Intraluminal FLIm

Intravascular — Design and manufacturing of freeform optics. (a) Simplified representation: a section of ellipsoid reflects and focuses light rays exiting the fiber core. (b) Zemax simulation model used to perform optimization of the reflective surface. (c) Manufacturing process: the coated array is first cut into individual rows (step 1), individual elements are cut from each row (step 2), and polished to the designed length (step 3). (d) The surface sag representation of the curved reflective surface highlights that axial and transaxial directions have different curvature radii, thus enabling astigmatism correction. (e) Individual optics after manufacturing completion.
Adapted from J. Bec et al. Opt Lett, vol. 44 (2019)

Successful implementation of catheter-based optical imaging systems relies on the integration of high-performance miniaturized distal end optics.

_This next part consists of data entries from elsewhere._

//! Per-frame input snapshot
//!
//! The host turns window events into `InputEvent`s and feeds them to an
//! `InputTracker`, which folds them into the `Input` snapshot handed to the
//! game once per frame. Nothing here knows about SDL.

/// Keys the framework tracks
#[derive(Debug, Clone, Copy, PartialEq, Eq, Hash)]
pub enum Key {
    W,
    A,
    S,
    D,
    P,
    Space,
    Escape,
}

impl Key {
    pub const COUNT: usize = 7;

    pub const ALL: [Key; Key::COUNT] = [
        Key::W,
        Key::A,
        Key::S,
        Key::D,
        Key::P,
        Key::Space,
        Key::Escape,
    ];

    #[inline]
    fn index(self) -> usize {
        self as usize
    }
}

#[derive(Debug, Clone, Copy, PartialEq, Eq)]
pub enum MouseButtonKind {
    Left,
    Right,
}

/// Window events after translation from the platform layer
#[derive(Debug, Clone, Copy, PartialEq, Eq)]
pub enum InputEvent {
    Quit,
    KeyDown(Key),
    KeyUp(Key),
    MouseMove { x: i32, y: i32 },
    MouseDown { x: i32, y: i32, button: MouseButtonKind },
    MouseUp { x: i32, y: i32, button: MouseButtonKind },
}

/// `is_pressed` is true only on the frame the button went from up to down
#[derive(Debug, Clone, Copy, Default, PartialEq, Eq)]
pub struct ButtonState {
    pub is_down: bool,
    pub is_pressed: bool,
}

impl ButtonState {
    #[inline]
    fn press(&mut self) {
        // Key repeat delivers extra downs while held; those are not presses
        if !self.is_down {
            self.is_pressed = true;
        }
        self.is_down = true;
    }

    #[inline]
    fn release(&mut self) {
        self.is_down = false;
    }
}

#[derive(Debug, Clone, Copy, Default, PartialEq, Eq)]
pub struct Keyboard {
    keys: [ButtonState; Key::COUNT],
}

impl Keyboard {
    #[inline]
    pub fn key(&self, key: Key) -> ButtonState {
        self.keys[key.index()]
    }

    #[inline]
    pub fn is_down(&self, key: Key) -> bool {
        self.key(key).is_down
    }

    #[inline]
    pub fn is_pressed(&self, key: Key) -> bool {
        self.key(key).is_pressed
    }
}

/// Cursor in window pixels, origin top-left, y down
#[derive(Debug, Clone, Copy, Default, PartialEq, Eq)]
pub struct Mouse {
    pub x: i32,
    pub y: i32,
    pub left: ButtonState,
    pub right: ButtonState,
}

impl Mouse {
    fn button_mut(&mut self, button: MouseButtonKind) -> &mut ButtonState {
        match button {
            MouseButtonKind::Left => &mut self.left,
            MouseButtonKind::Right => &mut self.right,
        }
    }
}

/// Everything the game sees of the outside world for one frame
#[derive(Debug, Clone, Copy, Default, PartialEq)]
pub struct Input {
    /// Frame delta in seconds
    pub dt: f32,
    pub keyboard: Keyboard,
    pub mouse: Mouse,
}

/// Accumulates events between frames into an `Input`
#[derive(Debug, Default)]
pub struct InputTracker {
    input: Input,
    quit_requested: bool,
}

impl InputTracker {
    pub fn new() -> Self {
        Self::default()
    }

    /// Start collecting a new frame: edge flags from the last frame are
    /// dropped, held state carries over.
    pub fn begin_frame(&mut self, dt: f32) {
        self.input.dt = dt;
        for key in &mut self.input.keyboard.keys {
            key.is_pressed = false;
        }
        self.input.mouse.left.is_pressed = false;
        self.input.mouse.right.is_pressed = false;
    }

    pub fn apply(&mut self, event: InputEvent) {
        match event {
            InputEvent::Quit => self.quit_requested = true,
            InputEvent::KeyDown(key) => self.input.keyboard.keys[key.index()].press(),
            InputEvent::KeyUp(key) => self.input.keyboard.keys[key.index()].release(),
            InputEvent::MouseMove { x, y } => {
                self.input.mouse.x = x;
                self.input.mouse.y = y;
            },
            InputEvent::MouseDown { x, y, button } => {
                self.input.mouse.x = x;
                self.input.mouse.y = y;
                self.input.mouse.button_mut(button).press();
            },
            InputEvent::MouseUp { x, y, button } => {
                self.input.mouse.x = x;
                self.input.mouse.y = y;
                self.input.mouse.button_mut(button).release();
            },
        }
    }

    #[inline]
    pub fn input(&self) -> &Input {
        &self.input
    }

    #[inline]
    pub fn quit_requested(&self) -> bool {
        self.quit_requested
    }
}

Established solutions such as GRIN-based optics or ball lens designs present strong limitations for FLIm applications due to high autofluorescence in the UV range and subpar performance when combined with multimode fibers.

To address these issues we developed compact (300 × 300 × 800 μm3) monolithic optics that consists of a fused silica element terminated by a reflective curved back surface that performs beam focusing and reflection. This concept provides high optical performances over an extended wavelength range (near UV-visible-IR) with minimal chromatic aberrations. The design of the optic, fully optimized using standard optical simulation tools, provides the ability to freely determine aperture and working distance. Experimental characterization of the optic demonstrates a good match with simulation results and performances well suited to both optical coherence tomography and fluorescence imaging, thus paving the way for high-performance multimodal endoscopy systems.